Governo brasileiro informou a autoridades de Roma que ex-parlamentar deve cumprir pena na Penitenciária Feminina do complexo penitenciário conhecido como ‘Colmeia’
A Corte de Apelação de Roma julga em 20/jan o pedido de extradição de Carla Zambelli, ex-deputada condenada pelo STF. Itamaraty espera aprovação, destacando condições seguras na Penitenciária Feminina do DF (Colmeia). MP italiano aprova, refutando perseguição política. Zambelli está presa em Rebibbia desde julho/2025, após fuga via Argentina e EUA. Governo otimista com decisão iminente.
Brasília (DF) · 20 de janeiro de 2026
A Corte de Apelação de Roma examina nesta terça-feira, 20/jan, o requerimento brasileiro para a extradição da ex-deputada federal Carla Zambelli, que abdicou do mandato parlamentar no mês anterior após o Supremo Tribunal Federal (STF) decretar a cassação de seu cargo.
O Itamaraty nutre expectativas positivas quanto à aprovação, com o debate agendado para iniciar às 13h no horário local italiano, correspondente às 9h em Brasília.
O julgamento, originalmente previsto para 18/dez do ano passado, sofreu postergação a solicitação da defesa, que pleiteou prazo adicional para examinar os anexos enviados pelas autoridades brasileiras acerca do aparato carcerário nacional.
Desde julho de 2025, Zambelli permanece detida no complexo penitenciário de Rebibbia, nos subúrbios de Roma. Qualquer que seja o desfecho, persiste a possibilidade de apelação à Corte de Cassação da Itália, instância derradeira do judiciário local.
Para persuadir as instâncias italianas de que Zambelli não enfrentaria perigos no sistema prisional brasileiro, o governo do presidente Lula remeteu dados detalhados sobre o local de cumprimento da pena e as condições gerais para detentas femininas, incluindo provisões específicas para sua salvaguarda.
De acordo com a documentação oficial, caso repatriada, ela seria alocada na Penitenciária Feminina do Distrito Federal, apelidada de Colmeia, onde presas em regime fechado, semiaberto e provisórias são segregadas em blocos autônomos, prevenindo interações entre diferentes categorias.
Uma inspeção recente do Conselho Nacional de Justiça (CNJ), datada de agosto de 2025 e acessível em seu portal, qualificou as condições da Colmeia – situada na região administrativa do Gama, a 35 quilômetros do núcleo de Brasília – como satisfatórias.
A Vara de Execuções Penais do DF enfatiza que a unidade implementa protocolos de vigilância e prevenção de violações de direitos, com fiscalizações regulares por entidades de controle e aparatos internos de supervisão.

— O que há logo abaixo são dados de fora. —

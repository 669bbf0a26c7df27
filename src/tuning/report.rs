//! JSON report of a finished tuning session.

use std::fs::File;
use std::io::{BufWriter, Write};
use std::path::Path;

use chrono::{DateTime, Utc};
use serde::{Deserialize, Serialize};
use uuid::Uuid;

use crate::error::ReportError;
use crate::leaderboard::Trial;

/// Why a session went back to idle.
#[derive(Debug, Clone, PartialEq, Eq, Serialize, Deserialize)]
#[serde(tag = "reason", content = "detail", rename_all = "snake_case")]
pub enum SessionEnd {
    /// The operator asked to stop.
    Stopped,
    /// The stop condition was met.
    Completed,
    /// The next candidate was not a finite gain set.
    Diverged,
    /// A transport error aborted the session.
    Faulted(String),
    /// The process is exiting.
    Shutdown,
}

/// Everything a session produced.
#[derive(Debug, Clone, Serialize, Deserialize)]
pub struct TuningReport {
    pub session_id: Uuid,
    pub metric: String,
    pub started_at: DateTime<Utc>,
    pub ended_at: DateTime<Utc>,
    pub end: SessionEnd,
    /// Every committed trial, in iteration order.
    pub trials: Vec<Trial>,
    /// Leaderboard at the moment the session ended.
    pub best: Vec<Trial>,
}

impl TuningReport {
    /// Write the report as pretty-printed JSON, replacing `path`.
    pub fn write_to(&self, path: &Path) -> Result<(), ReportError> {
        let io_err = |source: std::io::Error| ReportError::Io {
            path: path.to_path_buf(),
            source,
        };
        let file = File::create(path).map_err(io_err)?;
        let mut writer = BufWriter::new(file);
        serde_json::to_writer_pretty(&mut writer, self)?;
        writer.write_all(b"\n").map_err(io_err)?;
        writer.flush().map_err(io_err)?;
        Ok(())
    }
}
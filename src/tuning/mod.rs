//! Gain search: the coordinator, its scoring strategies and session reports.

pub mod coordinator;
pub mod metric;
pub mod report;

pub use coordinator::{
    IterationOutcome, OperatorCommand, SearchPlan, Timing, TuningCoordinator, TuningSession,
};
pub use metric::{ErrorMetric, MetricConfig, SettledAngleError, TargetDistance, TelemetryWindow};
pub use report::{SessionEnd, TuningReport};
//! Line protocol spoken with the robot controller.
//!
//! Outbound frames are single-line text commands. Inbound frames are either
//! angle telemetry (`Angle: 12.5` or a bare number) or free-form replies the
//! firmware prints after handling a command.

use std::fmt;

use crate::error::TelemetryError;
use crate::gains::{Gain, GainSet};

/// Label the firmware may put in front of an angle reading.
pub const TELEMETRY_PREFIX: &str = "Angle:";

// ---------------------------------------------------------------------------
// Outbound commands
// ---------------------------------------------------------------------------

/// A command frame for the firmware. `Display` renders the wire text
/// without the trailing newline.
#[derive(Debug, Clone, Copy, PartialEq)]
pub enum Command {
    BridgeOn,
    BridgeOff,
    /// Clear the controller's integral and derivative accumulators.
    ResetPid,
    Set(Gain, f64),
}

impl Command {
    /// The `reset_pid` + four parameter frames that apply one gain set, in
    /// the order the firmware must receive them.
    pub fn apply_sequence(gains: &GainSet) -> [Command; 5] {
        let [kp, ki, kd, alpha] = gains.entries();
        [
            Command::ResetPid,
            Command::Set(kp.0, kp.1),
            Command::Set(ki.0, ki.1),
            Command::Set(kd.0, kd.1),
            Command::Set(alpha.0, alpha.1),
        ]
    }
}

impl fmt::Display for Command {
    fn fmt(&self, f: &mut fmt::Formatter<'_>) -> fmt::Result {
        match self {
            Command::BridgeOn => f.write_str("bridge on"),
            Command::BridgeOff => f.write_str("bridge off"),
            Command::ResetPid => f.write_str("reset_pid"),
            // `{:?}` keeps the decimal point on whole numbers ("1.0", not "1").
            Command::Set(gain, value) => write!(f, "{} {:?}", gain.keyword(), value),
        }
    }
}

// ---------------------------------------------------------------------------
// Inbound telemetry
// ---------------------------------------------------------------------------

/// Decode one telemetry frame into an angle, in the firmware's unit.
pub fn parse_telemetry(frame: &str) -> Result<f64, TelemetryError> {
    let payload = frame.trim();
    let payload = payload
        .strip_prefix(TELEMETRY_PREFIX)
        .map(str::trim)
        .unwrap_or(payload);

    let angle: f64 = payload.parse().map_err(|_| TelemetryError::Malformed {
        frame: frame.to_string(),
    })?;
    if !angle.is_finite() {
        return Err(TelemetryError::NonFinite {
            frame: frame.to_string(),
        });
    }
    Ok(angle)
}

#[cfg(test)]
mod tests {
    use super::*;

    #[test]
    fn test_command_wire_text() {
        assert_eq!(Command::BridgeOn.to_string(), "bridge on");
        assert_eq!(Command::BridgeOff.to_string(), "bridge off");
        assert_eq!(Command::ResetPid.to_string(), "reset_pid");
        assert_eq!(Command::Set(Gain::Kp, 1.0).to_string(), "kp 1.0");
        assert_eq!(Command::Set(Gain::Alpha, 0.89).to_string(), "alpha 0.89");
    }

    #[test]
    fn test_apply_sequence_order() {
        let frames: Vec<String> = Command::apply_sequence(&GainSet::new(1.0, 0.5, 0.1, 0.9))
            .iter()
            .map(ToString::to_string)
            .collect();
        assert_eq!(
            frames,
            ["reset_pid", "kp 1.0", "ki 0.5", "kd 0.1", "alpha 0.9"]
        );
    }

    #[test]
    fn test_parse_prefixed_and_bare() {
        assert_eq!(parse_telemetry("Angle: 12.5"), Ok(12.5));
        assert_eq!(parse_telemetry("Angle:-3.0"), Ok(-3.0));
        assert_eq!(parse_telemetry("  7.25 "), Ok(7.25));
    }

    #[test]
    fn test_parse_rejects_garbage_and_empty() {
        assert!(matches!(
            parse_telemetry("garbage"),
            Err(TelemetryError::Malformed { .. })
        ));
        assert!(matches!(
            parse_telemetry(""),
            Err(TelemetryError::Malformed { .. })
        ));
        assert!(matches!(
            parse_telemetry("Angle:"),
            Err(TelemetryError::Malformed { .. })
        ));
    }

    #[test]
    fn test_parse_rejects_non_finite() {
        assert!(matches!(
            parse_telemetry("Angle: NaN"),
            Err(TelemetryError::NonFinite { .. })
        ));
        assert!(matches!(
            parse_telemetry("inf"),
            Err(TelemetryError::NonFinite { .. })
        ));
    }
}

“Registra-se que nunca houve rebelião na PFDF. No sistema prisional destinado ao público masculino, o último episódio de rebelião data de 2001 — o que evidencia a capacidade de controle e atuação técnica da Polícia Penal do Distrito Federal”, destaca o relatório encaminhado às autoridades italianas, conforme relatado pelo O Globo.
O Ministério Público da Itália já emitiu parecer favorável à extradição, ao constatar ausência de perseguição política ou obstrução à defesa no processo que culminou na condenação unânime de Zambelli pela Primeira Turma do STF em maio de 2025.
Para os procuradores italianos, as resoluções judiciais brasileiras ancoram-se em evidências robustas, como artefatos apreendidos e interceptações telefônicas, refutando alegações de motivação ideológica.
O procurador Erminio Carmelo Amelio observou que Zambelli detém cidadania italiana meramente formal, sem residência ou integração social no país, com seus interesses centrados no Brasil, onde exercia função legislativa.
A trajetória de evasão de Zambelli iniciou em 24/mai de 2025, ao cruzar a fronteira com a Argentina em Foz do Iguaçu (PR), zona sem fiscalização migratória rigorosa.
De Buenos Aires, prosseguiu para a Flórida, nos Estados Unidos, via aérea comercial, antes de rumar a Roma em junho, crendo-se imune devido à dupla nacionalidade. Horas após, seu nome integrou a lista vermelha da Interpol. Após mais de um mês em local incerto, foi capturada em julho.
Em meio a otimismo do governo brasileiro, que enxerga o cerco se estreitando, a decisão pode emergir ainda hoje, embora a corte possa optar por deliberação posterior. Portanto, há confiança governamental na extradição, com possibilidade de veredicto nesta data.